İnançlarımız Bizim Kırmızı Çizgimizdir…

Kocaeli Gönüllü Kültür Teşekkülleri Dönem Başkanı Muhammet Hanifi Akbulut basın açıklaması yaptı “Zor günlerden geçtiğimiz bir dönemdeyiz. Korona (covid19) hastalığı nedeniyle vefat eden vatandaşlarımıza Allah’tan rahmet, tedavisi devam edenlere acil şifalar..

İnançlarımız Bizim Kırmızı Çizgimizdir…

Kocaeli Gönüllü Kültür Teşekkülleri Dönem Başkanı Muhammet Hanifi Akbulut basın açıklaması yaptı

“Zor günlerden geçtiğimiz bir dönemdeyiz. Korona (covid19) hastalığı nedeniyle vefat eden vatandaşlarımıza Allah’tan rahmet, tedavisi devam edenlere acil şifalar diliyoruz. Birileri bu günlerde bile rahat durmuyor anlaşılan.

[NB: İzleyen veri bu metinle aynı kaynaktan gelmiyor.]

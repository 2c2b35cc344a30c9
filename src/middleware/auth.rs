use axum::{
    extract::{Request, State},
    http::HeaderMap,
    middleware::Next,
    response::Response,
};

use crate::api::AppState;
use crate::auth::{decode_jwt, Actor};
use crate::database::UserRepository;
use crate::error::ApiError;
use crate::types::Role;

/// Authenticated user context, loaded fresh from the database for every
/// request so role changes take effect without re-issuing tokens
#[derive(Clone, Debug)]
pub struct AuthUser {
    pub id: i32,
    pub email: String,
    pub role: Role,
}

impl AuthUser {
    pub fn actor(&self) -> Actor {
        Actor::new(self.id, self.role)
    }

    pub fn is_admin(&self) -> bool {
        self.role.is_admin()
    }
}

/// JWT authentication middleware that validates tokens and extracts user context
pub async fn jwt_auth_middleware(
    State(state): State<AppState>,
    headers: HeaderMap,
    mut request: Request,
    next: Next,
) -> Result<Response, ApiError> {
    let token = extract_jwt_from_headers(&headers).map_err(|msg| {
        tracing::debug!("rejecting {}: {}", request.uri().path(), msg);
        ApiError::unauthorized("Not authorized, no token")
    })?;

    let claims = decode_jwt(&token).map_err(|e| {
        tracing::warn!("rejected bearer token: {}", e);
        ApiError::unauthorized("Not authorized, token failed")
    })?;

    let user = UserRepository::new(state.pool.clone())
        .find_by_id(claims.id)
        .await?
        .ok_or_else(|| {
            tracing::warn!("token for unknown user {}", claims.id);
            ApiError::unauthorized("Not authorized, user not found")
        })?;

    let auth_user = AuthUser {
        id: user.id,
        role: user.role()?,
        email: user.email,
    };
    request.extensions_mut().insert(auth_user);

    Ok(next.run(request).await)
}

/// Extract JWT token from Authorization header
pub fn extract_jwt_from_headers(headers: &HeaderMap) -> Result<String, String> {
    let auth_header = headers
        .get(axum::http::header::AUTHORIZATION)
        .ok_or_else(|| "Missing Authorization header".to_string())?;

    let auth_str = auth_header
        .to_str()
        .map_err(|_| "Invalid Authorization header format".to_string())?;

    if let Some(token) = auth_str.strip_prefix("Bearer ") {
        if token.trim().is_empty() {
            return Err("Empty JWT token".to_string());
        }
        Ok(token.trim().to_string())
    } else {
        Err("Authorization header must use Bearer token format".to_string())
    }
}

Ülkemizin bu zor dönemlerinde bile birileri fitne fesat peşinde koşuyor. Yıllarca meclis kürsüsünü işgal etmiş Fikri Sağların gündemi meşgul eden hezeyanları, son kullanma tarihi geçmiş eski Türkiye reflekslerinin bir tezahürü olarak ibretlik bir tabloyu gözler önüne sermektedir. İktidar olamasalar da kendilerini muktedir zanneden çağ dışı fikir insanları, ellerine fırsat geçtiğinde bugün saklamaya mecbur kaldıkları asli hüviyetlerinin icabı olarak bu milletin milli manevi değerlerine pervasızca saldıracakları, milletin kutsallarına açık ve aleni düşmanlık edecekleri muhakkaktır. Kendilerinin, toplumun vekili olduğunu unutan bu zihniyetin temsilcilerinden biri olan Fikri SAĞLAR; hukukta adaleti sağlayacak olan unsurun dil, din, ırk, cinsiyet, kılık, kıyafet gibi temel insani farklıkların değil hukuk kuralları olduğunu anlaması daha zaman alacağı anlaşılmaktadır.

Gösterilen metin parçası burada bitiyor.